Mendengar ucapan itu aku pun menelan ludah takut membayangkan seandainya hal itu terjadi.

“Lantas saya harus bagaimana, Mbah?” Tanyaku lagi.

“Mbah juga tidak tahu, tapi jika kamu ditakdirkan untuk selamat yakinlah kalian akan selamat.
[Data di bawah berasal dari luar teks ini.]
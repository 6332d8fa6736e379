//! Per-request scratch directories.
//!
//! Layout: `<root>/job_<unix_ts>/input.pdf`, with the pipeline writing
//! `results/` and the viewer writing `previews/` next to it. Jobs are keyed
//! by second-resolution timestamp only, so two uploads in the same second
//! share a directory.
//!
//! Jobs still being processed hold a [`JobLease`]; the retention sweep never
//! deletes a leased job.

use chrono::Utc;
use std::collections::HashMap;
use std::path::{Path, PathBuf};
use std::sync::{Arc, Mutex, MutexGuard, PoisonError};
use std::time::Duration;
use tracing::{debug, info, warn};

use crate::error::JobError;

const JOB_PREFIX: &str = "job_";
const INPUT_FILE: &str = "input.pdf";
const RESULTS_DIR: &str = "results";
const PREVIEWS_DIR: &str = "previews";

/// Root directory holding every job.
#[derive(Debug, Clone)]
pub struct Workspace {
    root: PathBuf,
    /// In-flight job timestamps, counted since same-second jobs share a key.
    active: Arc<Mutex<HashMap<i64, usize>>>,
}

/// Marks a job as in flight until dropped.
#[derive(Debug)]
pub struct JobLease {
    timestamp: i64,
    active: Arc<Mutex<HashMap<i64, usize>>>,
}

impl Drop for JobLease {
    fn drop(&mut self) {
        let mut active = lock(&self.active);
        if let Some(count) = active.get_mut(&self.timestamp) {
            *count -= 1;
            if *count == 0 {
                active.remove(&self.timestamp);
            }
        }
    }
}

fn lock(active: &Mutex<HashMap<i64, usize>>) -> MutexGuard<'_, HashMap<i64, usize>> {
    active.lock().unwrap_or_else(PoisonError::into_inner)
}

/// One job's working directory.
#[derive(Debug, Clone, PartialEq, Eq)]
pub struct Job {
    pub timestamp: i64,
    pub dir: PathBuf,
}

impl Job {
    pub fn input_path(&self) -> PathBuf {
        self.dir.join(INPUT_FILE)
    }

    pub fn results_dir(&self) -> PathBuf {
        self.dir.join(RESULTS_DIR)
    }

    pub fn previews_dir(&self) -> PathBuf {
        self.dir.join(PREVIEWS_DIR)
    }
}

impl Workspace {
    /// Open the workspace, creating the root directory if needed.
    pub fn new(root: impl Into<PathBuf>) -> Result<Self, JobError> {
        let root = root.into();
        std::fs::create_dir_all(&root)
            .map_err(|e| JobError::filesystem("Failed to create workspace", &root, e))?;
        Ok(Self {
            root,
            active: Arc::default(),
        })
    }

    pub fn root(&self) -> &Path {
        &self.root
    }

    pub fn job_dir(&self, timestamp: i64) -> PathBuf {
        self.root.join(format!("{}{}", JOB_PREFIX, timestamp))
    }

    /// Create a job keyed by the current time and store the upload in it.
    ///
    /// The job is leased before its directory exists, so a concurrent sweep
    /// cannot remove it; drop the lease once the job is finished.
    pub fn create_job(&self, input: &[u8]) -> Result<(Job, JobLease), JobError> {
        let timestamp = Utc::now().timestamp();
        let lease = self.lease(timestamp);
        let job = self.create_job_at(timestamp, input)?;
        Ok((job, lease))
    }

    /// Protect the job keyed by `timestamp` from retention sweeps.
    pub fn lease(&self, timestamp: i64) -> JobLease {
        *lock(&self.active).entry(timestamp).or_insert(0) += 1;
        JobLease {
            timestamp,
            active: Arc::clone(&self.active),
        }
    }

    fn is_leased(&self, timestamp: i64) -> bool {
        lock(&self.active).contains_key(&timestamp)
    }

    /// Create (or reuse) the job directory for `timestamp` and write `input.pdf`.
    pub fn create_job_at(&self, timestamp: i64, input: &[u8]) -> Result<Job, JobError> {
        let dir = self.job_dir(timestamp);
        std::fs::create_dir_all(&dir)
            .map_err(|e| JobError::filesystem("Failed to create job directory", &dir, e))?;

        let job = Job { timestamp, dir };
        let input_path = job.input_path();
        std::fs::write(&input_path, input)
            .map_err(|e| JobError::filesystem("Failed to copy upload", &input_path, e))?;

        info!("Prepared job {} ({} bytes) at {:?}", timestamp, input.len(), job.dir);
        Ok(job)
    }

    /// Delete job directories older than `ttl` relative to `now` (unix seconds).
    ///
    /// Entries that are not `job_<ts>` directories and jobs still holding a
    /// lease are left alone. Returns the number of jobs removed.
    pub fn sweep_expired(&self, ttl: Duration, now: i64) -> Result<usize, JobError> {
        let cutoff = now.saturating_sub(ttl.as_secs() as i64);
        let entries = std::fs::read_dir(&self.root)
            .map_err(|e| JobError::filesystem("Failed to list workspace", &self.root, e))?;

        let mut removed = 0;
        for entry in entries.flatten() {
            let Some(timestamp) = entry.file_name().to_str().and_then(parse_job_timestamp) else {
                continue;
            };
            if timestamp >= cutoff || !entry.path().is_dir() {
                continue;
            }
            if self.is_leased(timestamp) {
                debug!("Skipping in-flight job {} during sweep", timestamp);
                continue;
            }
            match std::fs::remove_dir_all(entry.path()) {
                Ok(()) => {
                    debug!("Removed expired job {}", timestamp);
                    removed += 1;
                }
                Err(e) => warn!("Failed to remove expired job {:?}: {}", entry.path(), e),
            }
        }

        if removed > 0 {
            info!("Workspace sweep removed {} expired job(s)", removed);
        }
        Ok(removed)
    }
}

fn parse_job_timestamp(name: &str) -> Option<i64> {
    name.strip_prefix(JOB_PREFIX)?.parse().ok()
}

#[cfg(test)]
mod tests {
    use super::*;
    use tempfile::TempDir;

    #[test]
    fn test_create_job_writes_input() {
        let tmp = TempDir::new().unwrap();
        let workspace = Workspace::new(tmp.path().join("ws")).unwrap();

        let job = workspace.create_job_at(1_700_000_000, b"%PDF-1.7").unwrap();

        assert_eq!(job.dir, tmp.path().join("ws").join("job_1700000000"));
        assert_eq!(std::fs::read(job.input_path()).unwrap(), b"%PDF-1.7");
        assert_eq!(job.results_dir(), job.dir.join("results"));
    }

    #[test]
    fn test_distinct_timestamps_get_distinct_dirs() {
        let tmp = TempDir::new().unwrap();
        let workspace = Workspace::new(tmp.path()).unwrap();

        let a = workspace.create_job_at(100, b"a").unwrap();
        let b = workspace.create_job_at(101, b"b").unwrap();

        assert_ne!(a.dir, b.dir);
        assert_eq!(std::fs::read(a.input_path()).unwrap(), b"a");
        assert_eq!(std::fs::read(b.input_path()).unwrap(), b"b");
    }

    #[test]
    fn test_same_second_jobs_collide() {
        // Known hazard: the key is the timestamp alone, so the second upload
        // lands in the first job's directory and overwrites its input.
        let tmp = TempDir::new().unwrap();
        let workspace = Workspace::new(tmp.path()).unwrap();

        let first = workspace.create_job_at(42, b"first").unwrap();
        let second = workspace.create_job_at(42, b"second").unwrap();

        assert_eq!(first.dir, second.dir);
        assert_eq!(std::fs::read(first.input_path()).unwrap(), b"second");
    }

    #[test]
    fn test_sweep_removes_only_expired_jobs() {
        let tmp = TempDir::new().unwrap();
        let workspace = Workspace::new(tmp.path()).unwrap();
        workspace.create_job_at(1_000, b"old").unwrap();
        workspace.create_job_at(1_900, b"fresh").unwrap();
        std::fs::create_dir(tmp.path().join("job_notanumber")).unwrap();
        std::fs::write(tmp.path().join("notes.txt"), "keep").unwrap();

        let removed = workspace.sweep_expired(Duration::from_secs(500), 2_000).unwrap();

        assert_eq!(removed, 1);
        assert!(!workspace.job_dir(1_000).exists());
        assert!(workspace.job_dir(1_900).exists());
        assert!(tmp.path().join("job_notanumber").exists());
        assert!(tmp.path().join("notes.txt").exists());
    }

    #[test]
    fn test_sweep_skips_in_flight_jobs() {
        let tmp = TempDir::new().unwrap();
        let workspace = Workspace::new(tmp.path()).unwrap();
        let lease = workspace.lease(1_000);
        let job = workspace.create_job_at(1_000, b"running").unwrap();
        std::fs::create_dir(job.results_dir()).unwrap();

        let removed = workspace.sweep_expired(Duration::from_secs(60), 1_120).unwrap();
        assert_eq!(removed, 0);
        assert!(job.input_path().exists());
        assert!(job.results_dir().exists());

        drop(lease);
        let removed = workspace.sweep_expired(Duration::from_secs(60), 1_120).unwrap();
        assert_eq!(removed, 1);
        assert!(!job.dir.exists());
    }

    #[test]
    fn test_same_second_leases_are_counted() {
        let tmp = TempDir::new().unwrap();
        let workspace = Workspace::new(tmp.path()).unwrap();
        let first = workspace.lease(500);
        let second = workspace.lease(500);

        drop(first);
        assert!(workspace.is_leased(500));
        drop(second);
        assert!(!workspace.is_leased(500));
    }

    #[test]
    fn test_create_job_holds_lease_until_dropped() {
        let tmp = TempDir::new().unwrap();
        let workspace = Workspace::new(tmp.path()).unwrap();

        let (job, lease) = workspace.create_job(b"%PDF").unwrap();
        assert!(workspace.is_leased(job.timestamp));
        drop(lease);
        assert!(!workspace.is_leased(job.timestamp));
    }

    #[test]
    fn test_create_job_fails_when_root_is_a_file() {
        let tmp = TempDir::new().unwrap();
        let workspace = Workspace::new(tmp.path().join("ws")).unwrap();
        std::fs::remove_dir(workspace.root()).unwrap();
        std::fs::write(workspace.root(), "not a dir").unwrap();

        let err = workspace.create_job_at(7, b"x").unwrap_err();
        assert!(matches!(err, JobError::Filesystem { .. }));
    }
}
Hanya Tuhan yang mengatur hidup dan matinya seseorang,” Ucapnya.

Aku setuju dengan pernyataan itu. saat ini yang bisa aku lakukan hanya berserah kepada Yang Maha Pencipta sembari mencari cara untuk memperbaiki keadaan ini.
Awalnya, aku mengira pernyataan itu merupakan pukulan terberat dari semua masalah ini.

Namun setelahnya, aku baru mengetahui sebuah kenyataan yang membuatku hampir tidak mampu mempertahankan kesadaranku.
Kabar itu seolah menjadi pukulan terberat dalam hidupku, namun tak disangka,

kebenaran yang baru saja terungkap membuatku hampir kehilangan pegangan pada kenyataan. Ibu, tampaknya, akan terperangkap dalam lorong-lorong rumah sakit jiwa untuk waktu yang cukup lama. Sementara Ayah, kehadirannya tak mungkin lagi menyatu bersama kami.

Saat berita itu mencapai telingaku, air mataku mulai menetes tanpa henti...

Pakde memberikan kabar pahit bahwa jasad Ayah ditemukan di sebuah hotel tua di wilayah Lamongan.

Tubuhnya penuh dengan borok dan rambut putih berserakan di sekitarnya. Terungkap bahwa Ayah berhasil menemukan seseorang yang dapat melindungiku dari ancaman Nyai Rara Mayit, namun sayangnya, orang itu tidak dapat melindungi Ayah.

Dalam perjalanannya yang kelam, Ayah hanya bisa merelakan dirinya menjadi pelampiasan bagi setan itu. Ia pun harus menutup matanya sebagai ganjaran atas dosa yang dilakukan bersama Ibu.

Ketika memahami kenyataan itu, kesedihan dan kehilangan merajalela dalam diriku.

Hidupku seakan-akan runtuh, meninggalkan luka-luka yang tak terobati. Ayah, yang seharusnya menjadi pelindung, harus pergi meninggalkan kami sebagai konsekuensi dari pesugihan yang dulu kami lakukan.